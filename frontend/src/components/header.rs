use yew::prelude::*;

/// Renders the application header
pub fn render_header() -> Html {
    html! {
        <header class="app-header">
            <h1><i class="fa-solid fa-leaf"></i> {" Your Personal Plant Pathologist"}</h1>
            <p class="subtitle">{"Upload a photo of your plant to identify it, diagnose diseases, and get treatment advice."}</p>
        </header>
    }
}
//! Path utilities for Atom data directories.
//!
//! Everything lives under `~/.atom/` unless `ATOM_HOME` points elsewhere.

use std::path::PathBuf;

/// Environment variable overriding the data directory.
pub const ATOM_HOME_ENV: &str = "ATOM_HOME";

/// Get the Atom data directory (`$ATOM_HOME` or `~/.atom/`).
pub fn atom_data_dir() -> PathBuf {
    if let Some(home) = std::env::var_os(ATOM_HOME_ENV) {
        return PathBuf::from(home);
    }
    dirs::home_dir()
        .unwrap_or_else(|| PathBuf::from("."))
        .join(".atom")
}

/// Get the models directory (`<data>/models/`).
pub fn models_dir() -> PathBuf {
    atom_data_dir().join("models")
}

/// Get the bin directory (`<data>/bin/`).
pub fn bin_dir() -> PathBuf {
    atom_data_dir().join("bin")
}

/// Get the path to the llama-server binary.
pub fn llama_server_path() -> PathBuf {
    let binary_name = if cfg!(target_os = "windows") {
        "llama-server.exe"
    } else {
        "llama-server"
    };
    bin_dir().join(binary_name)
}

/// Get the path to a model file.
pub fn model_path(filename: &str) -> PathBuf {
    models_dir().join(filename)
}

#[cfg(test)]
mod tests {
    use super::*;

    #[test]
    fn test_layout_is_rooted_in_data_dir() {
        let root = atom_data_dir();
        assert_eq!(models_dir(), root.join("models"));
        assert_eq!(bin_dir(), root.join("bin"));
        assert_eq!(
            model_path("tiny.gguf"),
            root.join("models").join("tiny.gguf")
        );
        assert!(llama_server_path().starts_with(root.join("bin")));
    }
}
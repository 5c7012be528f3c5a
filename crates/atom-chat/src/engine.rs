//! The inference engine boundary.
//!
//! The chat bot only needs two things from an engine: load a model file under
//! a template, and ask the resulting session for a completion. Everything
//! else about model execution stays behind these traits.

use async_trait::async_trait;
use std::path::{Path, PathBuf};
use thiserror::Error;

use crate::history::ConversationHistory;
use crate::template::Template;
use atom_local_ai::LocalAIError;

/// Reply a session gives instead of a completion while the engine is
/// occupied by another request.
pub const BUSY_SENTINEL: &str = "LLM is being used";

/// Errors from loading a session.
#[derive(Debug, Error)]
pub enum EngineError {
    #[error("model file not found: {}", .0.display())]
    ModelNotFound(PathBuf),
    #[error("failed to load model: {0}")]
    Load(String),
    #[error(transparent)]
    LocalAI(#[from] LocalAIError),
}

/// A model loaded under one template.
#[async_trait]
pub trait Session: Send {
    /// Template this session formats prompts with.
    fn template(&self) -> &Template;

    /// Prior exchanges the session renders before each prompt.
    fn history(&self) -> &ConversationHistory;

    /// The exact text the model would receive for `prompt`.
    fn render(&self, prompt: &str) -> String {
        self.template().render(prompt, self.history())
    }

    /// Complete `prompt`. Never fails: engine trouble surfaces as an empty
    /// string or [`BUSY_SENTINEL`].
    async fn complete(&mut self, prompt: &str) -> String;

    fn history_mut(&mut self) -> &mut ConversationHistory;

    /// Append an accepted exchange, keeping at most `max_messages` messages
    /// so the rendered prompt stays inside the model's context window.
    fn record_exchange(&mut self, user: &str, assistant: &str, max_messages: usize) {
        self.history_mut().push_exchange(user, assistant, max_messages);
    }
}

/// Something that can load sessions from a model file.
#[async_trait]
pub trait ModelEngine: Send + Sync {
    async fn load(&self, model: &Path, template: &Template)
        -> Result<Box<dyn Session>, EngineError>;
}
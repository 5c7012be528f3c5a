//! Model management commands.

use atom_chat::{local_ai_paths, ChatConfig, ModelManager};
use std::path::Path;

fn manager() -> ModelManager {
    ModelManager::with_dir(ChatConfig::from_env().models_dir)
}

/// List installed models.
pub(crate) fn list() -> miette::Result<()> {
    let manager = manager();
    let models = manager
        .list_installed()
        .map_err(|e| miette::miette!("Failed to list models: {}", e))?;

    if models.is_empty() {
        println!("No models installed.");
        println!();
        println!("To install the default model, run:");
        println!("  atom model pull");
        return Ok(());
    }

    println!("Installed models:");
    for model in models {
        println!("  - {}", model);
    }

    println!();
    println!("Models directory: {}", manager.dir().display());

    Ok(())
}

/// Pull/download a model.
pub(crate) async fn pull(path: Option<&Path>) -> miette::Result<()> {
    let manager = manager();

    if let Some(source_path) = path {
        if !source_path.exists() {
            return Err(miette::miette!("File not found: {}", source_path.display()));
        }

        let ext = source_path.extension().and_then(|e| e.to_str());
        if ext != Some("gguf") {
            return Err(miette::miette!(
                "Expected a .gguf file, got: {}",
                source_path.display()
            ));
        }

        println!("Installing model from: {}", source_path.display());
        let dest = manager
            .install_from_path(source_path)
            .map_err(|e| miette::miette!("Failed to install model: {}", e))?;

        println!("Model installed to: {}", dest.display());
    } else {
        let model = ModelManager::default_model();

        if manager.is_installed(&model.filename) {
            println!("Model '{}' is already installed.", model.name);
            return Ok(());
        }

        println!("Downloading model: {}", model.name);
        println!("This may take a while depending on your connection...");
        println!();

        let path = manager
            .download(&model)
            .await
            .map_err(|e| miette::miette!("Failed to download model: {}", e))?;

        println!();
        println!("Model downloaded successfully!");
        println!("Location: {}", path.display());
    }

    Ok(())
}

/// Show information about models and paths.
pub(crate) fn info() -> miette::Result<()> {
    let config = ChatConfig::from_env();
    let manager = ModelManager::with_dir(&config.models_dir);

    println!("Atom Local AI Configuration");
    println!("===========================");
    println!();
    println!(
        "Data directory:   {}",
        local_ai_paths::atom_data_dir().display()
    );
    println!("Models directory: {}", config.models_dir.display());
    println!("Binaries:         {}", local_ai_paths::bin_dir().display());
    println!();

    let server_binary = config
        .server_binary
        .clone()
        .unwrap_or_else(local_ai_paths::llama_server_path);
    println!("Server binary:    {}", server_binary.display());
    println!("  Exists: {}", server_binary.exists());
    if let Some(url) = &config.server_url {
        println!("Server URL:       {} (external)", url);
    } else {
        println!("Server port:      {}", config.port);
    }
    println!();

    println!("Model:            {}", config.model_filename);
    println!(
        "  Installed: {}",
        manager.is_installed(&config.model_filename)
    );

    Ok(())
}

**ASSIGNMENT:** Every line from the one that contains "let model = ModelManager::default_model();" down to and including the last line of the records above must be set down exactly, with nothing else.

**RESPONSE AREA:**
        let model = ModelManager::default_model();

        if manager.is_installed(&model.filename) {
            println!("Model '{}' is already installed.", model.name);
            return Ok(());
        }

        println!("Downloading model: {}", model.name);
        println!("This may take a while depending on your connection...");
        println!();

        let path = manager
            .download(&model)
            .await
            .map_err(|e| miette::miette!("Failed to download model: {}", e))?;

        println!();
        println!("Model downloaded successfully!");
        println!("Location: {}", path.display());
    }

    Ok(())
}

/// Show information about models and paths.
pub(crate) fn info() -> miette::Result<()> {
    let config = ChatConfig::from_env();
    let manager = ModelManager::with_dir(&config.models_dir);

    println!("Atom Local AI Configuration");
    println!("===========================");
    println!();
    println!(
        "Data directory:   {}",
        local_ai_paths::atom_data_dir().display()
    );
    println!("Models directory: {}", config.models_dir.display());
    println!("Binaries:         {}", local_ai_paths::bin_dir().display());
    println!();

    let server_binary = config
        .server_binary
        .clone()
        .unwrap_or_else(local_ai_paths::llama_server_path);
    println!("Server binary:    {}", server_binary.display());
    println!("  Exists: {}", server_binary.exists());
    if let Some(url) = &config.server_url {
        println!("Server URL:       {} (external)", url);
    } else {
        println!("Server port:      {}", config.port);
    }
    println!();

    println!("Model:            {}", config.model_filename);
    println!(
        "  Installed: {}",
        manager.is_installed(&config.model_filename)
    );

    Ok(())
}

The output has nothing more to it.